Les prix de la viande rouge en Tunisie ont connu une hausse sans précédent au cours des dernières semaines, le prix d’un kilogramme dépassant 60 dinars dans certaines régions, a déclaré le député Lotfi Riahi dans un communiqué remarquable.
M. Riahi a expliqué que cette forte hausse s’explique par la baisse du pouvoir d’achat des citoyens, notant que la viande rouge est devenue presque inexistante sur les tables de nombreuses familles tunisiennes, en particulier à l’approche du Ramadan, lorsque la demande augmente de façon spectaculaire.
Le député a attribué la principale raison de cette surévaluation à un certain nombre de facteurs interdépendants, notamment :
- Augmentation rapide des coûts de production et d’alimentation.
- La production locale a diminué en raison des prix élevés des aliments pour animaux et du manque de ressources en eau.
- Faible surveillance du marché et manipulation des prix par certains opérateurs.
- Dépendance continue à l’égard des importations étrangères compte tenu des fluctuations des taux de change et des coûts douaniers élevés.
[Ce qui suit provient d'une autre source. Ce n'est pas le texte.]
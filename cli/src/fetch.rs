use crate::error::FetchError;
use crate::events::{EventSink, PipelineEvent, Stage};
use crate::github::ResolvedBranch;
use std::path::{Path, PathBuf};
use tokio::io::AsyncWriteExt;

/// A fully downloaded archive waiting to be extracted.
#[derive(Debug, Clone, PartialEq, Eq)]
pub struct FetchResult {
    pub resolved_branch: String,
    pub archive_path: PathBuf,
    pub size_bytes: u64,
}

/// Streams the resolved branch's archive to `archive_path`.
///
/// The file is flushed and closed before this returns. If the body fails
/// part-way through, whatever was written so far stays on disk.
pub async fn download_archive(
    resolved: ResolvedBranch,
    archive_path: &Path,
    sink: &dyn EventSink,
) -> Result<FetchResult, FetchError> {
    let ResolvedBranch {
        branch,
        url,
        mut response,
    } = resolved;

    let total = response.content_length().filter(|len| *len > 0);
    log::debug!(
        "saving {} to {} ({} bytes declared)",
        url,
        archive_path.display(),
        total.map_or_else(|| "unknown".to_string(), |t| t.to_string())
    );

    let io_err = |source: std::io::Error| FetchError::Io {
        path: archive_path.to_path_buf(),
        source,
    };

    if let Some(parent) = archive_path.parent() {
        if !parent.as_os_str().is_empty() {
            tokio::fs::create_dir_all(parent).await.map_err(io_err)?;
        }
    }
    let mut file = tokio::fs::File::create(archive_path)
        .await
        .map_err(io_err)?;

    let mut written: u64 = 0;
    sink.emit(PipelineEvent::Progress {
        stage: Stage::Download,
        done: 0,
        total,
    });

    while let Some(chunk) = response
        .chunk()
        .await
        .map_err(|source| FetchError::Transport {
            url: url.clone(),
            source,
        })?
    {
        file.write_all(&chunk).await.map_err(io_err)?;
        written += chunk.len() as u64;
        sink.emit(PipelineEvent::Progress {
            stage: Stage::Download,
            done: written,
            total,
        });
    }

    file.flush().await.map_err(io_err)?;
    file.sync_all().await.map_err(io_err)?;
    drop(file);

    sink.emit(PipelineEvent::ArchiveSaved {
        path: archive_path.to_path_buf(),
        bytes: written,
    });

    Ok(FetchResult {
        resolved_branch: branch,
        archive_path: archive_path.to_path_buf(),
        size_bytes: written,
    })
}
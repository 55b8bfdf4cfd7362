use anyhow::{Context, Result};
use clap::Parser;
use comfy_table::Table;
use gitdown::cli::{Cli, OutputFormat};
use gitdown::config::Config;
use gitdown::events::{EventSink, JsonSink};
use gitdown::github::GithubClient;
use gitdown::installer::DependencyInstaller;
use gitdown::layout::{self, DestinationLayout};
use gitdown::logger::Logger;
use gitdown::progress::TerminalSink;
use gitdown::{Pipeline, PipelineReport, RepoRef};
use std::sync::Arc;
use std::time::Duration;

#[tokio::main]
async fn main() {
    let cli = Cli::parse();

    let default_filter = if cli.verbose { "gitdown=debug" } else { "warn" };
    env_logger::Builder::from_env(env_logger::Env::default().default_filter_or(default_filter))
        .init();

    if let Err(e) = run(cli).await {
        Logger::error(format!("{:#}", e));
        std::process::exit(1);
    }
}

async fn run(cli: Cli) -> Result<()> {
    let mut config = Config::load(cli.config.as_deref())?;
    if let Some(dir) = cli.downloads_dir {
        config.downloads_dir = Some(dir);
    }
    if let Some(dir) = cli.archive_dir {
        config.archive_dir = Some(dir);
    }
    if let Some(secs) = cli.timeout {
        config.timeout_secs = Some(secs);
    }
    if cli.no_install {
        config.install = false;
    }

    let repo = RepoRef::new(&cli.owner, &cli.repo)?;

    let downloads_root = match config.downloads_dir.clone() {
        Some(dir) => dir,
        None => layout::default_downloads_dir()
            .context("Could not determine your downloads folder; pass --downloads-dir")?,
    };
    let layout = DestinationLayout::new(downloads_root).with_app_dir(&config.app_dir);

    let archive_dir = match config.archive_dir.clone() {
        Some(dir) => dir,
        None => std::env::current_dir()?,
    };

    let client = GithubClient::new(
        &config.github_url,
        config.timeout_secs.map(Duration::from_secs),
    )?;

    let human = cli.format == OutputFormat::Human;
    let sink: Arc<dyn EventSink> = if human {
        Arc::new(TerminalSink::new())
    } else {
        Arc::new(JsonSink::new(std::io::stdout()))
    };

    let mut pipeline = Pipeline::new(client, layout, archive_dir, sink);
    if config.install {
        pipeline = pipeline.with_installer(DependencyInstaller::with_defaults(&config.python));
    }

    if human {
        Logger::banner();
        Logger::command("[SERVER]", format!("github/{}", repo));
    }

    let report = pipeline.run(&repo).await?;

    if human {
        print_summary(&report);
    }
    Ok(())
}

fn print_summary(report: &PipelineReport) {
    Logger::header("Download complete");

    let environment = if report.environment.detected.is_empty() {
        "unknown".to_string()
    } else {
        report
            .environment
            .detected
            .iter()
            .map(ToString::to_string)
            .collect::<Vec<_>>()
            .join(", ")
    };

    let dependencies = match &report.install {
        None => "skipped".to_string(),
        Some(install) if install.nothing_to_install() => "none found".to_string(),
        Some(install) if install.all_succeeded() => "installed".to_string(),
        Some(_) => "failed (see above)".to_string(),
    };

    let mut table = Table::new();
    table.set_header(vec!["Repository", "Branch", "Entries", "Environment", "Dependencies"]);
    table.add_row(vec![
        report.repo.to_string(),
        report.branch.clone(),
        report.entries.to_string(),
        environment,
        dependencies,
    ]);
    println!("{}", table);

    Logger::success(format!(
        "Files ready in {}",
        Logger::highlight(report.destination.display())
    ));
}
use crate::repo::RepoRef;
use directories::UserDirs;
use std::path::{Path, PathBuf};

/// Folder created under the downloads root to hold every fetched repository.
pub const APP_DIR_NAME: &str = "GitDown";

/// Maps repositories to the directory they are always extracted into:
/// `<downloads-root>/<app-dir>/<owner>--<name>/`.
#[derive(Debug, Clone)]
pub struct DestinationLayout {
    root: PathBuf,
    app_dir: String,
}

impl DestinationLayout {
    pub fn new(downloads_root: impl Into<PathBuf>) -> Self {
        Self {
            root: downloads_root.into(),
            app_dir: APP_DIR_NAME.to_string(),
        }
    }

    pub fn with_app_dir(mut self, app_dir: &str) -> Self {
        self.app_dir = app_dir.to_string();
        self
    }

    pub fn destination(&self, repo: &RepoRef) -> PathBuf {
        self.root.join(&self.app_dir).join(repo.slug())
    }
}

/// The user's downloads folder. Uses the localized XDG directory on Linux and
/// the profile's `Downloads` on Windows, falling back to `~/Downloads`.
pub fn default_downloads_dir() -> Option<PathBuf> {
    let dirs = UserDirs::new()?;
    Some(
        dirs.download_dir()
            .map(Path::to_path_buf)
            .unwrap_or_else(|| dirs.home_dir().join("Downloads")),
    )
}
M. Riahi a averti que la poursuite de cette situation pourrait conduire à une véritable crise alimentaire, en particulier à la lumière de la pression que subissent les consommateurs tunisiens depuis de nombreux mois, appelant les autorités responsables à prendre des mesures urgentes et efficaces pour contrôler les prix et soutenir les produits locaux.
Il a souligné la nécessité d’activer le rôle du contrôle économique et d’intensifier les campagnes d’inspection, ainsi que de soutenir les éleveurs en leur fournissant des aliments subventionnés et en facilitant les procédures administratives afin de promouvoir la production nationale.
Cette augmentation intervient à un moment où les familles tunisiennes subissent une pression croissante, la viande rouge étant devenue un produit de luxe hors de portée d’une grande partie des citoyens, ce qui soulève de sérieuses questions quant à la capacité de l’État à garantir la sécurité alimentaire à la lumière des défis économiques et climatiques actuels.